In an embodiment of the present invention, an overcurrent protection switch is further disposed between the cathode of the first thyristor of the first group of thyristor rectifier bridges or the anode of the second thyristor of the third group of thyristor rectifier bridges and the motor 3 to be recovered.
In an embodiment of the present invention, the low voltage ac power supply 1 is a 220V ac power supply. The 220V alternating current power supply is convenient to obtain.
Referring to fig. 1-3, the working principle of the present invention is as follows:
the utility model discloses when using, connect the device and accomplish the back, change direct current output voltage through controlling each thyristor.

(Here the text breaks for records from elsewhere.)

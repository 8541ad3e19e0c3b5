//! Name-keyed event bus.
//!
//! Listeners register under a lowercase event name and are invoked
//! synchronously, in subscription order, for every event whose type
//! lowercases to that name. Listeners for other names never see it.

use std::collections::HashMap;
use std::fmt;
use std::sync::Arc;
use std::sync::atomic::{AtomicBool, AtomicU64, Ordering};

use parking_lot::{Mutex, RwLock};

use super::event::AmiEvent;

/// Callback invoked for each matching event.
pub type Listener = Arc<dyn Fn(&AmiEvent) + Send + Sync>;

/// Handle identifying one registered listener.
#[derive(Debug, Clone, Copy, PartialEq, Eq, Hash)]
pub struct ListenerId(u64);

/// Maps lowercase event names to ordered listener lists.
#[derive(Default)]
pub struct EventBus {
    listeners: RwLock<HashMap<String, Vec<(ListenerId, Listener)>>>,
    next_id: AtomicU64,
}

impl fmt::Debug for EventBus {
    fn fmt(&self, f: &mut fmt::Formatter<'_>) -> fmt::Result {
        let listeners = self.listeners.read();
        let counts: HashMap<&str, usize> = listeners
            .iter()
            .map(|(name, list)| (name.as_str(), list.len()))
            .collect();
        f.debug_struct("EventBus").field("listeners", &counts).finish()
    }
}

impl EventBus {
    /// Create an empty bus.
    #[must_use]
    pub fn new() -> Self {
        Self::default()
    }

    /// Register `listener` for events named `name` (case-insensitive).
    pub fn on(&self, name: &str, listener: Listener) -> ListenerId {
        let id = ListenerId(self.next_id.fetch_add(1, Ordering::Relaxed));
        self.listeners
            .write()
            .entry(name.to_lowercase())
            .or_default()
            .push((id, listener));
        id
    }

    /// Remove one listener. Others for the same name are untouched.
    ///
    /// Returns false if it was not registered.
    pub fn off(&self, name: &str, id: ListenerId) -> bool {
        let mut listeners = self.listeners.write();
        let Some(list) = listeners.get_mut(&name.to_lowercase()) else {
            return false;
        };
        let before = list.len();
        list.retain(|(existing, _)| *existing != id);
        list.len() != before
    }

    /// Number of listeners registered for `name`.
    #[must_use]
    pub fn listener_count(&self, name: &str) -> usize {
        self.listeners
            .read()
            .get(&name.to_lowercase())
            .map_or(0, Vec::len)
    }

    /// Deliver `event` to every listener for its lowercase type.
    ///
    /// Returns the number of listeners invoked. Events without a type are
    /// not delivered. Listeners run outside the registry lock, so they may
    /// subscribe or unsubscribe while handling an event.
    pub fn publish(&self, event: &AmiEvent) -> usize {
        let Some(key) = event.key() else {
            return 0;
        };
        let snapshot: Vec<Listener> = match self.listeners.read().get(&key) {
            Some(list) => list.iter().map(|(_, l)| Arc::clone(l)).collect(),
            None => return 0,
        };

        for listener in &snapshot {
            listener(event);
        }
        snapshot.len()
    }

    /// Collect every event named `name` until the collection is stopped.
    pub fn subscribe(self: &Arc<Self>, name: &str) -> EventCollection {
        let events = Arc::new(Mutex::new(Vec::new()));
        let sink = Arc::clone(&events);
        let id = self.on(
            name,
            Arc::new(move |event: &AmiEvent| sink.lock().push(event.clone())),
        );

        EventCollection {
            bus: Arc::clone(self),
            name: name.to_lowercase(),
            id,
            events,
            stopped: AtomicBool::new(false),
        }
    }
}

/// Accumulating list of events for one name.
///
/// Detaches from the bus on [`EventCollection::stop`] or drop; events
/// gathered so far stay readable.
pub struct EventCollection {
    bus: Arc<EventBus>,
    name: String,
    id: ListenerId,
    events: Arc<Mutex<Vec<AmiEvent>>>,
    stopped: AtomicBool,
}

impl fmt::Debug for EventCollection {
    fn fmt(&self, f: &mut fmt::Formatter<'_>) -> fmt::Result {
        f.debug_struct("EventCollection")
            .field("name", &self.name)
            .field("len", &self.len())
            .field("stopped", &self.stopped.load(Ordering::Relaxed))
            .finish()
    }
}

impl EventCollection {
    /// Snapshot of the events collected so far, in arrival order.
    #[must_use]
    pub fn events(&self) -> Vec<AmiEvent> {
        self.events.lock().clone()
    }

    /// Number of events collected so far.
    #[must_use]
    pub fn len(&self) -> usize {
        self.events.lock().len()
    }

    /// Returns true if nothing has been collected.
    #[must_use]
    pub fn is_empty(&self) -> bool {
        self.len() == 0
    }

    /// Detach from the bus. Idempotent.
    pub fn stop(&self) {
        if !self.stopped.swap(true, Ordering::AcqRel) {
            self.bus.off(&self.name, self.id);
        }
    }
}

impl Drop for EventCollection {
    fn drop(&mut self) {
        self.stop();
    }
}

The maximum output voltage of the rectifying device is V MAX When the DC voltage required to be output is lower than 1/3V MAX While the third and fourth thyristors of the second and third sets of thyristor rectifier bridges are turned on (e.g., VT of FIG. 2) 23 、VT 24 、VT 33 And VT 34 ) The output direct voltage can be controlled to be 0-1/3V by controlling the trigger angle of the first group of thyristor rectifier bridge thyristors MAX And (4) adjusting.
When the direct current voltage needing to be output is 1/3V MAX -2/3V MAX In between, the third thyristor and the fourth thyristor of the third group of thyristor rectifier bridges are turned on (e.g. VT of fig. 2) 33 And VT 34 ) The trigger angle of the first group of thyristor rectifier bridge thyristors is 0 degree, and the second group of thyristor rectifier bridge thyristors are controlledThe trigger angle of (2) can make the output direct-current voltage be 1/3V MAX -2/3V MAX And (4) adjusting.
When the direct current voltage needing to be output is 2/3V MAX -V MAX In the meantime, the trigger angle of the thyristors of the first group of thyristor rectifier bridge and the second group of thyristor rectifier bridge is 0 degree, and the output direct-current voltage can be controlled at 2/3V by controlling the trigger angle of the thyristors of the third group of thyristor rectifier bridge MAX -V MAX And (4) adjusting.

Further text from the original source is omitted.